[DATA FOR THIS TASK]

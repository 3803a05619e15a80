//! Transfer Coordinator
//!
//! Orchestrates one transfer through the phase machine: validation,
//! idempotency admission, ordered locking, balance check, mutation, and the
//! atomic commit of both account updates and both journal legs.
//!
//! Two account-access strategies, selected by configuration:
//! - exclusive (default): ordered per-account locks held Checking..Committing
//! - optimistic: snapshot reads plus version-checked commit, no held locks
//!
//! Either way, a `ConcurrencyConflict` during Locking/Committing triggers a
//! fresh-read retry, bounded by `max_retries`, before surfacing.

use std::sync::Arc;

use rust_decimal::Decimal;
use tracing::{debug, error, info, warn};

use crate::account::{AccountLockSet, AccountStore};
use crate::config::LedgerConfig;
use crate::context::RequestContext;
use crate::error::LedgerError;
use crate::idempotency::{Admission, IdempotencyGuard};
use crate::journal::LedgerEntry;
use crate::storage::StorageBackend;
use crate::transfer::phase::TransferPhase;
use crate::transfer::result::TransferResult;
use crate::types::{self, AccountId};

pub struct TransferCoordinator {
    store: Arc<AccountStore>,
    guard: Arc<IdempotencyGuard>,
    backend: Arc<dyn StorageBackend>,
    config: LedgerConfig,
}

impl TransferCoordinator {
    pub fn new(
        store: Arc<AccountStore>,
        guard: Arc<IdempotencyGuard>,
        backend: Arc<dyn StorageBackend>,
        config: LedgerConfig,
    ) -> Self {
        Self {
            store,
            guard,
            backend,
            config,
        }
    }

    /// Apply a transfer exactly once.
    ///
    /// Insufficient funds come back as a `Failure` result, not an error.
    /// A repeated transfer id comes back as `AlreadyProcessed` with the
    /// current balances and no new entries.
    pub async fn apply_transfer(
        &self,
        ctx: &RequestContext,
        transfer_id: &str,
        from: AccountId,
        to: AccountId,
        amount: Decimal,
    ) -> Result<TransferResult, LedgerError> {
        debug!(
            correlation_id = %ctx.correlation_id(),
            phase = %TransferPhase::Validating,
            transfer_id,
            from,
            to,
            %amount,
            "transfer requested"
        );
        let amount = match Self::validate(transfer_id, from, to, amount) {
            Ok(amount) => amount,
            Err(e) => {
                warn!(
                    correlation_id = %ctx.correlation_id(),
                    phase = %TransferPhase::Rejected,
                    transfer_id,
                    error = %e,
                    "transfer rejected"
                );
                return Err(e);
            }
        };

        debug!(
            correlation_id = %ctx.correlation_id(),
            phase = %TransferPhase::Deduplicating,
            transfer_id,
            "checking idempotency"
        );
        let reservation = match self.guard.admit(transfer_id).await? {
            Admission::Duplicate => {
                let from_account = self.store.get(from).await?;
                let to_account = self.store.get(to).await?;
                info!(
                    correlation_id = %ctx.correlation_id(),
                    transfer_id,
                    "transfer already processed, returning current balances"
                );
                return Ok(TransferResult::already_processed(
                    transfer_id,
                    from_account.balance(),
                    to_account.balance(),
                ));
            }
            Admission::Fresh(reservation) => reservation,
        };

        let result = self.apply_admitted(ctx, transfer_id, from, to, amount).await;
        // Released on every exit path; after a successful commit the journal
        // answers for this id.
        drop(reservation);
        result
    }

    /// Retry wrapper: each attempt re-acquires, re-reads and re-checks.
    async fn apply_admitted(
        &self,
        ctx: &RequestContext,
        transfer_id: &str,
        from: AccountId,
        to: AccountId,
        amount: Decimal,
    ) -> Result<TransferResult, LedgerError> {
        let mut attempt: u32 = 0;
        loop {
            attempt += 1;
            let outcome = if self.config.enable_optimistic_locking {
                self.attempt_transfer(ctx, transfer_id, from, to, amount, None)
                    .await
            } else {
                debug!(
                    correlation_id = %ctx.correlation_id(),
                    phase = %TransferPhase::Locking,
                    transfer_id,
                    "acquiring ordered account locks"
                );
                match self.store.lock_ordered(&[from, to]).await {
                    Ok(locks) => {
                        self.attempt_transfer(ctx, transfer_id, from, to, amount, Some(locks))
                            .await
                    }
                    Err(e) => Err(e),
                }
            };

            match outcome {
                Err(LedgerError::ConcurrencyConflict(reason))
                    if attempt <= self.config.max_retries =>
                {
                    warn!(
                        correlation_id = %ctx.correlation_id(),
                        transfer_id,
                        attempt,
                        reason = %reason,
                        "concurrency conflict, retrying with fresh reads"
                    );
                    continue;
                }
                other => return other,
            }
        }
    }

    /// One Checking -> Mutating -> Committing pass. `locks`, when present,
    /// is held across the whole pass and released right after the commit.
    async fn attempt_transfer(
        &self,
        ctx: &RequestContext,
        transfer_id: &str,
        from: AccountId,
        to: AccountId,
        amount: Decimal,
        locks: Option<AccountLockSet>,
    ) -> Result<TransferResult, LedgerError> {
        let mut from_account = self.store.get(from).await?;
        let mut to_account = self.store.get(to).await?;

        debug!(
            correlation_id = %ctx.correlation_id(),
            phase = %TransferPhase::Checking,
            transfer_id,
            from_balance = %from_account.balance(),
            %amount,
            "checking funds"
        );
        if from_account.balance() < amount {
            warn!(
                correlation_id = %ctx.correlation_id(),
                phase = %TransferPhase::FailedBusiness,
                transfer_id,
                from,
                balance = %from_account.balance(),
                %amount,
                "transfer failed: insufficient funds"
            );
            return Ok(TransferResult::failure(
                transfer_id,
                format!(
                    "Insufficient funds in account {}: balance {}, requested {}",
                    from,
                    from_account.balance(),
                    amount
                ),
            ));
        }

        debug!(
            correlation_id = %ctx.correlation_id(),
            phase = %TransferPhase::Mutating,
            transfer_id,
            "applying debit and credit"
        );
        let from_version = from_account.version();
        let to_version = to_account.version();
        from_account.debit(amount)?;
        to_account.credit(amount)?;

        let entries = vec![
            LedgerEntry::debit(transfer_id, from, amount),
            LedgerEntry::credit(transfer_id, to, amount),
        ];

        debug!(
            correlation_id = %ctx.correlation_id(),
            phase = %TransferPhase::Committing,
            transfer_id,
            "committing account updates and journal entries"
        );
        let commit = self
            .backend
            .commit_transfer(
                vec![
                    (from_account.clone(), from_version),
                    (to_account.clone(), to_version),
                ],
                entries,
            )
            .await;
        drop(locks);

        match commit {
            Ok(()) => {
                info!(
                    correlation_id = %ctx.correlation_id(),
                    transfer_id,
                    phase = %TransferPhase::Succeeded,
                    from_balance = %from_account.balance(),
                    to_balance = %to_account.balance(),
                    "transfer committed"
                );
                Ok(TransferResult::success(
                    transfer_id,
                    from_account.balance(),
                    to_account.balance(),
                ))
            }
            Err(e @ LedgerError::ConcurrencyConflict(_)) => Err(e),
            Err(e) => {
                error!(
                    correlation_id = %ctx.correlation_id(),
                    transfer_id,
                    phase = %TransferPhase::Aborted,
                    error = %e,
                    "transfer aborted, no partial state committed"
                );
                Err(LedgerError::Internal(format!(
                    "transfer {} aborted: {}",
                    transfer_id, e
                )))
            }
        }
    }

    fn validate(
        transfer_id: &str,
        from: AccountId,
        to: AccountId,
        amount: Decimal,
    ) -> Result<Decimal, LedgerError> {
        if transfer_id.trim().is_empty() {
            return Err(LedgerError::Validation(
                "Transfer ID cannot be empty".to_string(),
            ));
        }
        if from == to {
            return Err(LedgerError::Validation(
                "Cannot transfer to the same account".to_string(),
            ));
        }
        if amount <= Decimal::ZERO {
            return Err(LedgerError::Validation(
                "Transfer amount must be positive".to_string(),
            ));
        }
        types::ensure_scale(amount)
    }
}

[/DATA FOR THIS TASK]
[DATA FOR THIS TASK]

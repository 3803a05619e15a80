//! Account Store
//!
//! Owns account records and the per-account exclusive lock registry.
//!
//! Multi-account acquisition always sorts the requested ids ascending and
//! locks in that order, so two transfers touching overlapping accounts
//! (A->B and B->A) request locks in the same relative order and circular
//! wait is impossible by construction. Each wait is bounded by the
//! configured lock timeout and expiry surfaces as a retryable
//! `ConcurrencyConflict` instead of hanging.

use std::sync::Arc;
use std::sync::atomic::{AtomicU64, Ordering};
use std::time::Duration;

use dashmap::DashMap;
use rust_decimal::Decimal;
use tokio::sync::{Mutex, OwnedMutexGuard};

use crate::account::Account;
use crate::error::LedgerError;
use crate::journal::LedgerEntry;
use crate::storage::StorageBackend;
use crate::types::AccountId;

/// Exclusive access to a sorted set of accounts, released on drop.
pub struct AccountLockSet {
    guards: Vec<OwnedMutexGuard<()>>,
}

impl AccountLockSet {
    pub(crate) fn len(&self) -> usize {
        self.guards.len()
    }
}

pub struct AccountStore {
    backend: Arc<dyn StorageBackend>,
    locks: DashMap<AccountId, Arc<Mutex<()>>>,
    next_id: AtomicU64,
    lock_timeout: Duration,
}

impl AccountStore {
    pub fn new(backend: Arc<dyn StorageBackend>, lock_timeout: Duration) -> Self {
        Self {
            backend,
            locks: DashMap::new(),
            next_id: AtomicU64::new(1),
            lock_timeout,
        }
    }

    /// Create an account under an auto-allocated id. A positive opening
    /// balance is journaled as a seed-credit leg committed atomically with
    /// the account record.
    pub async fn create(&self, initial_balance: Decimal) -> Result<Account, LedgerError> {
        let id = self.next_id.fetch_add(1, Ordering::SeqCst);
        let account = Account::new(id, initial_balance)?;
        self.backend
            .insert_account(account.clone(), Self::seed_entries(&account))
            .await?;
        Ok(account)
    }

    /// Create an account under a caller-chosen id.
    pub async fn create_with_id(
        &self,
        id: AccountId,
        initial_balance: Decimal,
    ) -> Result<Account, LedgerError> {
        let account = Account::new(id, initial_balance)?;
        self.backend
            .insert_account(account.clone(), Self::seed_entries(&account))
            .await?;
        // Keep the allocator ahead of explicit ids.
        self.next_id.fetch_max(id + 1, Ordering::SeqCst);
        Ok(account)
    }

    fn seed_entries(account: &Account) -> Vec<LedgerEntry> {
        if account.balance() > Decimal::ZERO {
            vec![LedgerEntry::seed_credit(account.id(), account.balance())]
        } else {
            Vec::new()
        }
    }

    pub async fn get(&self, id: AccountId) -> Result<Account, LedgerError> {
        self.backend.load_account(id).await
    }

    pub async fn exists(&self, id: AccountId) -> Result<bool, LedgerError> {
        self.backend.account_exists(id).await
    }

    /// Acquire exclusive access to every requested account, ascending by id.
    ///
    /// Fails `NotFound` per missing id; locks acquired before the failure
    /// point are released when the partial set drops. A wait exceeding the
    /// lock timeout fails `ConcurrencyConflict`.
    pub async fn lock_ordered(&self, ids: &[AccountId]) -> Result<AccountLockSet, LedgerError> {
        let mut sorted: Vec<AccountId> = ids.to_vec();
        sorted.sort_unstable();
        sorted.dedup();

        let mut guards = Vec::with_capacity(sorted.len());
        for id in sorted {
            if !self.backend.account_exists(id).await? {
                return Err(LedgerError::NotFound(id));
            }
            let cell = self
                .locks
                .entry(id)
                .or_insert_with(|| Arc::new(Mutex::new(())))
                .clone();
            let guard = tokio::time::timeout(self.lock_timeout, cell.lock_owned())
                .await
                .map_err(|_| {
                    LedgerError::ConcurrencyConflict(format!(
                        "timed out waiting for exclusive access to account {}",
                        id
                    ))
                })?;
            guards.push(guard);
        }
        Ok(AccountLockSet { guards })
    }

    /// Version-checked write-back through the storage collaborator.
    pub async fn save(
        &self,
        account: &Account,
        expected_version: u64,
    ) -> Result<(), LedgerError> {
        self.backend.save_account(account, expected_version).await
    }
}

[/DATA FOR THIS TASK]
[DATA FOR THIS TASK]

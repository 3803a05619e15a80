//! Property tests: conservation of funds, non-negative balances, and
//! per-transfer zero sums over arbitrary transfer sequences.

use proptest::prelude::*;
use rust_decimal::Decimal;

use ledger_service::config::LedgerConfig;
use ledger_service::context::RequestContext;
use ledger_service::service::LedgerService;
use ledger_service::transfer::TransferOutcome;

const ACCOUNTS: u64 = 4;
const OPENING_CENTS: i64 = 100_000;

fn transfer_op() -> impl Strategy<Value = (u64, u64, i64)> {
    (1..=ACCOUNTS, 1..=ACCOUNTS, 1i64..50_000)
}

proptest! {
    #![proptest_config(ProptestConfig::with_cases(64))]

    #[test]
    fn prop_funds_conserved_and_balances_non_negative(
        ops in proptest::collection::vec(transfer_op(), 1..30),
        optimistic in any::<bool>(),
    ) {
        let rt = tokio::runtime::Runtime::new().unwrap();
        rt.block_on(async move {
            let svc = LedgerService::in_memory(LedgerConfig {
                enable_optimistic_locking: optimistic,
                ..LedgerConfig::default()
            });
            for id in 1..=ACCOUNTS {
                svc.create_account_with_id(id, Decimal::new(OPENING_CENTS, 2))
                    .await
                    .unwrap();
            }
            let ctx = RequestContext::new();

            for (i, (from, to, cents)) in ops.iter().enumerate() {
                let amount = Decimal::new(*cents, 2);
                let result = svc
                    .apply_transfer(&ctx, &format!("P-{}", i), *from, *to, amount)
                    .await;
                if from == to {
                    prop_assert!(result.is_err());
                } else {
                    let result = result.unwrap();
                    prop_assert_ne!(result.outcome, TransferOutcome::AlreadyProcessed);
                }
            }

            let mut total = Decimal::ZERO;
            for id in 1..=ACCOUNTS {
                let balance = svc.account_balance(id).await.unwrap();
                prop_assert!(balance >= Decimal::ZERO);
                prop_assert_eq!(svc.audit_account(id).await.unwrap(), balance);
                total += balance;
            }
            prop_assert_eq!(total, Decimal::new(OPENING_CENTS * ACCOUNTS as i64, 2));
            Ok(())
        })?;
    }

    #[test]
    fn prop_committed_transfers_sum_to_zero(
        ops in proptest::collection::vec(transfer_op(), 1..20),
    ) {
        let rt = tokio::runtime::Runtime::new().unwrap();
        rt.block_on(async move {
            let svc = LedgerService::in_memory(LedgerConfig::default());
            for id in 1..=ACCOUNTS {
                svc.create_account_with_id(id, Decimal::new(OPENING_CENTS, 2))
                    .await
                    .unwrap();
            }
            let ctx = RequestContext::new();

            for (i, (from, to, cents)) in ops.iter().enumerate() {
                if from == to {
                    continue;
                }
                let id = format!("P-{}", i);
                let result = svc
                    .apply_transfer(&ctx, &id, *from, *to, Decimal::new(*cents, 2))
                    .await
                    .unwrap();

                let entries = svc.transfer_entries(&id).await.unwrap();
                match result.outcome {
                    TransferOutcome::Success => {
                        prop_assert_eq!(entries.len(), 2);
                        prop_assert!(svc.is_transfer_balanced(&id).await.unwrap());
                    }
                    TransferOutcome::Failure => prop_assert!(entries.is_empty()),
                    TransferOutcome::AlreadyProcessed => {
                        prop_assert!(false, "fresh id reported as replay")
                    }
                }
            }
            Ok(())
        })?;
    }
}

[/DATA FOR THIS TASK]

▶ [WHAT YOU HAVE TO DO]: From the data above, copy every line where "cell" appears.

▶ [RESULT OF THE EXERCISE]:
            let cell = self
            let guard = tokio::time::timeout(self.lock_timeout, cell.lock_owned())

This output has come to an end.